Catherine Clément

De Gaulle, La fabrique du héros
Éditions TohuBohu


Il a le format d’une valeur sûre : celui de l’album de famille carré, de l’époque lorsque l’on collait les photos sur les épaisses pages cartonnées, pour ensuite les tourner et les tourner encore. De Gaulle, la fabrique du héros de Catherine Clément (éditions Tohu-Bohu) est de la «bel ouvrage» : photographies, fac-similés et même flash-codes renvoyant à l’écoute d’archives audios.  Parmi ces émouvants fac-similés – même s’il s’agit de fac-similés, avez-vous eu l’heur d’avoir entre les mains, ces discours historiques du général, tapés à la machine et annotés de sa main ? -  la feuille de notes de Charles de Gaulle à l’Ecole Spéciale Militaire, le 9 septembre 1912 : s’il excelle dans les matières de l’Histoire militaire (17, 5), des fortifications (19), et sans surprise de la morale et l’éducation (17,5), un de ses rares points faibles est l’allemand (13, 21).

Le livre de Catherine Clément n’est pas un ouvrage de plus à propos du général de Gaulle. « J’ai commencé par le détester » : ainsi la lecture s’ouvre-t-elle sur cet aveu magistral de la part de l’auteur. «Le 28 mai 1958, Pierre Mendès France et François Mitterrand appelèrent la gauche à manifester contre le «coup d’Etat du Général », rappelé au pouvoir par les militaire en pleine guerre d’Algérie. J’y étais. J’ai chanté joyeusement « Adieu de Gaulle, adieu » en mai 68 dans la cour de la Sorbonne.» Détester est de notre époque : «Et voilà que je cherche à comprendre ce héros singulier dont se réclament la droite, la gauche, le centre et jusqu’à l’extrême droite, ce grand diable en képi, sauveur de la patrie, qui semble devenu l’équivalent de Jeanne d’Arc… ». Aujourd’hui, le général de Gaulle est la référence à gauche comme à droite. 

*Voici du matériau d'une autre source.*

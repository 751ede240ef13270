//! Queue Producer CLI
//!
//! Publishes messages to a queue, immediately or through the scheduler, and
//! inspects queue counters.

use clap::{Args, Parser, Subcommand};
use core_config::tracing::{init_tracing, install_color_eyre};
use core_config::Environment;
use eyre::{Result, WrapErr};
use message_queue::{
    DeadLetterQueue, Gateway, Message, Producer, QueueContext, QueueName, RedisGateway, RetryConfig, Scheduler,
    connect_with_retry,
};
use serde_json::{Value, json};
use std::sync::Arc;
use std::time::Duration;
use tracing::info;

#[derive(Parser)]
#[command(name = "mq-produce")]
#[command(about = "Publish messages to a Redis-backed queue")]
struct Cli {
    /// Redis connection URL
    #[arg(long, env = "REDIS_URL", default_value = "redis://127.0.0.1:6379")]
    redis_url: String,

    /// Queue namespace
    #[arg(short, long, env = "MQ_NAMESPACE", default_value = "default")]
    namespace: String,

    /// Queue name
    #[arg(short, long, env = "MQ_QUEUE")]
    queue: String,

    #[command(subcommand)]
    command: Commands,
}

#[derive(Subcommand)]
enum Commands {
    /// Publish a message
    Send(SendArgs),

    /// Show queue counters and sizes
    Stats,
}

#[derive(Args, Debug)]
struct SendArgs {
    /// Message body as JSON; plain text is sent as a JSON string
    #[arg(short, long, default_value = "{}")]
    body: String,

    /// Publish this many copies
    #[arg(long, default_value_t = 1)]
    count: u32,

    /// Deliver once after this delay
    #[arg(long, conflicts_with = "cron")]
    delay_ms: Option<u64>,

    /// Deliver at every occurrence of this cron expression (seconds first)
    #[arg(long)]
    cron: Option<String>,

    /// Deliver this many times, `period-ms` apart
    #[arg(long, requires = "period_ms", conflicts_with = "delay_ms")]
    repeat: Option<u32>,

    #[arg(long)]
    period_ms: Option<u64>,

    /// Discard the message if not delivered within this time
    #[arg(long)]
    ttl_ms: Option<u64>,

    /// Failed deliveries before the message is dead-lettered
    #[arg(long)]
    retry_threshold: Option<u32>,

    /// Delay before each redelivery
    #[arg(long)]
    retry_delay_ms: Option<u64>,
}

impl SendArgs {
    fn body(&self) -> Value {
        serde_json::from_str(&self.body).unwrap_or_else(|_| Value::String(self.body.clone()))
    }

    fn build_message(&self) -> Result<Message> {
        let mut message = Message::new(self.body());

        if let Some(ttl) = self.ttl_ms {
            message = message.with_ttl(Duration::from_millis(ttl));
        }
        if let Some(threshold) = self.retry_threshold {
            message = message.with_retry_threshold(threshold);
        }
        if let Some(delay) = self.retry_delay_ms {
            message = message.with_retry_delay(Duration::from_millis(delay));
        }

        let period = self.period_ms.map(Duration::from_millis);
        message = match (&self.cron, self.repeat, period, self.delay_ms) {
            (Some(cron), Some(repeat), Some(period), _) => message.with_cron_repeat(cron, repeat, period)?,
            (Some(cron), None, _, _) => message.with_cron(cron)?,
            (None, Some(repeat), Some(period), _) => message.with_repeat(repeat, period)?,
            (None, None, _, Some(delay)) => message.with_delay(Duration::from_millis(delay)),
            _ => message,
        };
        Ok(message)
    }
}

async fn send(ctx: QueueContext, args: &SendArgs) -> Result<()> {
    let producer = Producer::new(ctx);
    producer.run().await.wrap_err("Failed to start producer")?;

    for _ in 0..args.count.max(1) {
        let message = args.build_message()?;
        let produced = producer.produce(&message).await?;
        println!("{}", serde_json::to_string(&produced)?);
    }

    producer.shutdown().await?;
    Ok(())
}

async fn stats(ctx: QueueContext) -> Result<()> {
    let counters = ctx.counters().await?;
    let ready = ctx.gateway().llen(&ctx.keys().ready()).await?;
    let scheduled = Scheduler::new(ctx.clone()).count_scheduled().await?;
    let dead_lettered = DeadLetterQueue::new(ctx.clone()).count().await?;

    let report = json!({
        "queue": ctx.queue().to_string(),
        "counters": counters,
        "sizes": {
            "ready": ready,
            "scheduled": scheduled,
            "deadLettered": dead_lettered,
        }
    });
    println!("{}", serde_json::to_string_pretty(&report)?);
    Ok(())
}

#[tokio::main]
async fn main() -> Result<()> {
    install_color_eyre();
    let environment = Environment::from_env();
    init_tracing(&environment);

    let cli = Cli::parse();
    let queue = QueueName::new(&cli.namespace, &cli.queue)?;

    info!("Connecting to Redis...");
    let gateway: RedisGateway = connect_with_retry(&cli.redis_url, RetryConfig::new())
        .await
        .wrap_err("Failed to connect to Redis")?;
    let ctx = QueueContext::new(queue, Arc::new(gateway));

    match cli.command {
        Commands::Send(args) => send(ctx, &args).await?,
        Commands::Stats => stats(ctx).await?,
    }

    Ok(())
}

#[cfg(test)]
mod tests {
    use super::*;

    fn send_args(args: &[&str]) -> SendArgs {
        let mut argv = vec!["mq-produce", "--queue", "emails", "send"];
        argv.extend_from_slice(args);
        match Cli::try_parse_from(argv).unwrap().command {
            Commands::Send(args) => args,
            Commands::Stats => panic!("expected send"),
        }
    }

    #[test]
    fn test_plain_message() {
        let message = send_args(&["--body", r#"{"to":"a@example.com"}"#])
            .build_message()
            .unwrap();
        assert_eq!(message.body(), &json!({"to": "a@example.com"}));
        assert!(!message.is_scheduled());
    }

    #[test]
    fn test_non_json_body_is_sent_as_string() {
        let message = send_args(&["--body", "hello"]).build_message().unwrap();
        assert_eq!(message.body(), &json!("hello"));
    }

    #[test]
    fn test_delay_and_options() {
        let message = send_args(&["--delay-ms", "60000", "--ttl-ms", "5000", "--retry-threshold", "5"])
            .build_message()
            .unwrap();
        assert!(message.is_scheduled());
        assert!(!message.is_recurring());
        assert_eq!(message.ttl(), Some(Duration::from_secs(5)));
        assert_eq!(message.retry_threshold(), Some(5));
    }

    #[test]
    fn test_cron_repeat() {
        let message = send_args(&["--cron", "0 0 * * * *", "--repeat", "3", "--period-ms", "1000"])
            .build_message()
            .unwrap();
        assert!(message.is_recurring());
    }

    #[test]
    fn test_invalid_cron_is_rejected() {
        assert!(send_args(&["--cron", "not a cron"]).build_message().is_err());
    }

    #[test]
    fn test_repeat_requires_period() {
        assert!(Cli::try_parse_from(["mq-produce", "--queue", "emails", "send", "--repeat", "3"]).is_err());
    }

    #[test]
    fn test_queue_is_required() {
        temp_env::with_var_unset("MQ_QUEUE", || {
            assert!(Cli::try_parse_from(["mq-produce", "stats"]).is_err());
        });
        temp_env::with_vars([("MQ_QUEUE", Some("emails")), ("MQ_NAMESPACE", None)], || {
            let cli = Cli::try_parse_from(["mq-produce", "stats"]).unwrap();
            assert_eq!(cli.queue, "emails");
            assert_eq!(cli.namespace, "default");
        });
    }
}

Il y a la forme, et puis  le style : « Toute ma vie, je me suis fait une certaine idée de la France ». Cette première phrase des Mémoires de guerre en évoque une autre : « Longtemps je me suis couché de bonne heure. ». Catherine Clément prévient : «Rapprochement absurde ! Rien de commun entre l’écrivain réformé qui ne fit pas la guerre et son cadet de vingt ans, blessé, capturé et qui, pendant la Grande Guerre, tenta cinq fois de s’évader du camp de l’ennemi. Rien de commun entre le sauveur du pays et l’asthmatique décrivant le déclassement de l’aristocratie après 1918 ;  Rien ? Peut-être bien que si (…). » La femme de Lettres et philosophe qu’est Catherine Clément, fut aussi élève de Jacques Lacan : «Proust aura passé sa vie à se faire une idée d’une femme sublime, décevante de près. Le sensible Charles de Gaulle, dont il ne faut jamais méconnaître l’affect, se représente la France en princesse ou madone, une jeune fille pleine de grâce. Déçoit-elle de près ? Non, car elle est pure. La déception vient de ceux qui l’entourent, ces Français qui ne l’on  pas sauvée en 1940. Une France à réparer, comme Anne, (sa fille trisomique) qu’il appelait « ma joie »,

De Gaulle, la Fabrique du héros est une belle réussite esthétique et un livre d’Histoire rigoureux qui éclaire le présent : il a un singulier effet miroir avec L’archipel français de Jérôme Fourquet, Prix du Livre Politique 2019, et Comment gouverner un peuple roi de Pierre-Henri Tavoillot, Prix des Députés 2019. Deux ouvrages qui analysent ce que le général de Gaulle appelait quand cela ne va pas, une « absurde anomalie » face au « génie de la patrie ».